### Exercise requirements
Nothing past the line containing "for structured output." belongs in the output. Copy exactly every line of the data below from the first up to and including it.

[Collected data entries]
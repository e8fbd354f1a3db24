/// LLM Client — the single point of entry for all Gemini API calls in the portfolio service.
///
/// ARCHITECTURAL RULE: No other module may call the Gemini API directly.
/// All generation requests MUST go through this module.
///
/// Model: gemini-2.0-flash (hardcoded — do not make configurable to prevent drift)
use reqwest::Client;
use serde::{Deserialize, Serialize};
use serde_json::Value;
use thiserror::Error;
use tracing::{debug, warn};

pub mod fence;
pub mod prompts;

/// The model used for all generation calls.
/// This is intentionally hardcoded to prevent accidental drift.
pub const MODEL: &str = "gemini-2.0-flash";
/// MIME type requested for structured output.
pub const JSON_MIME_TYPE: &str = "application/json";

#[derive(Debug, Error)]
pub enum LlmError {
    #[error("HTTP error: {0}")]
    Http(#[from] reqwest::Error),

    #[error("API error (status {status}): {message}")]
    Api { status: u16, message: String },

    #[error("JSON parse error: {0}")]
    Parse(#[from] serde_json::Error),

    #[error("Prompt blocked: {0}")]
    Blocked(String),

    #[error("LLM returned empty content")]
    EmptyContent,
}

#[derive(Debug, Serialize)]
#[serde(rename_all = "camelCase")]
struct GenerateContentRequest<'a> {
    contents: Vec<RequestContent<'a>>,
    generation_config: GenerationConfig<'a>,
}

#[derive(Debug, Serialize)]
struct RequestContent<'a> {
    role: &'a str,
    parts: Vec<RequestPart<'a>>,
}

#[derive(Debug, Serialize)]
struct RequestPart<'a> {
    text: &'a str,
}

#[derive(Debug, Serialize)]
#[serde(rename_all = "camelCase")]
struct GenerationConfig<'a> {
    response_mime_type: &'a str,
    response_schema: &'a Value,
}

#[derive(Debug, Deserialize)]
#[serde(rename_all = "camelCase")]
pub struct LlmResponse {
    #[serde(default)]
    pub candidates: Vec<Candidate>,
    pub prompt_feedback: Option<PromptFeedback>,
    pub usage_metadata: Option<UsageMetadata>,
}

#[derive(Debug, Deserialize)]
#[serde(rename_all = "camelCase")]
pub struct Candidate {
    pub content: Option<CandidateContent>,
    pub finish_reason: Option<String>,
}

#[derive(Debug, Deserialize)]
pub struct CandidateContent {
    #[serde(default)]
    pub parts: Vec<ResponsePart>,
}

#[derive(Debug, Deserialize)]
pub struct ResponsePart {
    pub text: Option<String>,
}

#[derive(Debug, Deserialize)]
#[serde(rename_all = "camelCase")]
pub struct PromptFeedback {
    pub block_reason: Option<String>,
}

#[derive(Debug, Deserialize)]
#[serde(rename_all = "camelCase")]
pub struct UsageMetadata {
    #[serde(default)]
    pub prompt_token_count: u32,
    #[serde(default)]
    pub candidates_token_count: u32,
}

impl LlmResponse {
    /// Concatenates the text parts of the first candidate.
    pub fn text(&self) -> Option<String> {
        let content = self.candidates.first()?.content.as_ref()?;
        let text: String = content
            .parts
            .iter()
            .filter_map(|p| p.text.as_deref())
            .collect();
        if text.is_empty() {
            None
        } else {
            Some(text)
        }
    }
}

#[derive(Debug, Deserialize)]
struct GeminiError {
    error: GeminiErrorBody,
}

#[derive(Debug, Deserialize)]
struct GeminiErrorBody {
    message: String,
}

/// The single LLM client used by the service.
/// Wraps the Gemini `generateContent` endpoint with schema-constrained output.
#[derive(Clone)]
pub struct LlmClient {
    client: Client,
    api_key: String,
    base_url: String,
}

impl LlmClient {
    pub fn new(api_key: String, base_url: String) -> Self {
        Self {
            client: Client::builder()
                .timeout(std::time::Duration::from_secs(120))
                .build()
                .expect("Failed to build HTTP client"),
            api_key,
            base_url: base_url.trim_end_matches('/').to_string(),
        }
    }

    fn endpoint(&self, model: &str) -> String {
        format!("{}/models/{}:generateContent", self.base_url, model)
    }

    /// Makes a single structured-generation call. No retries: a failure is final
    /// for the caller.
    pub async fn call(
        &self,
        model: &str,
        prompt: &str,
        schema: &Value,
        mime_type: &str,
    ) -> Result<LlmResponse, LlmError> {
        let request_body = GenerateContentRequest {
            contents: vec![RequestContent {
                role: "user",
                parts: vec![RequestPart { text: prompt }],
            }],
            generation_config: GenerationConfig {
                response_mime_type: mime_type,
                response_schema: schema,
            },
        };

        let response = self
            .client
            .post(self.endpoint(model))
            .header("x-goog-api-key", &self.api_key)
            .header("content-type", "application/json")
            .json(&request_body)
            .send()
            .await?;

        let status = response.status();

        if !status.is_success() {
            let body = response.text().await.unwrap_or_default();
            warn!("LLM API returned {}: {}", status, body);
            let message = serde_json::from_str::<GeminiError>(&body)
                .map(|e| e.error.message)
                .unwrap_or(body);
            return Err(LlmError::Api {
                status: status.as_u16(),
                message,
            });
        }

        let body = response.text().await?;
        let llm_response: LlmResponse = serde_json::from_str(&body)?;

        if let Some(reason) = llm_response
            .prompt_feedback
            .as_ref()
            .and_then(|f| f.block_reason.clone())
        {
            return Err(LlmError::Blocked(reason));
        }

        if let Some(usage) = &llm_response.usage_metadata {
            debug!(
                "LLM call succeeded: prompt_tokens={}, output_tokens={}, finish_reason={:?}",
                usage.prompt_token_count,
                usage.candidates_token_count,
                llm_response
                    .candidates
                    .first()
                    .and_then(|c| c.finish_reason.as_deref())
            );
        }

        Ok(llm_response)
    }
}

### Result
repository e8fbd354f1a3db24
/// LLM Client — the single point of entry for all Gemini API calls in the portfolio service.
///
/// ARCHITECTURAL RULE: No other module may call the Gemini API directly.
/// All generation requests MUST go through this module.
///
/// Model: gemini-2.0-flash (hardcoded — do not make configurable to prevent drift)
use reqwest::Client;
use serde::{Deserialize, Serialize};
use serde_json::Value;
use thiserror::Error;
use tracing::{debug, warn};

pub mod fence;
pub mod prompts;

/// The model used for all generation calls.
/// This is intentionally hardcoded to prevent accidental drift.
pub const MODEL: &str = "gemini-2.0-flash";
/// MIME type requested for structured output.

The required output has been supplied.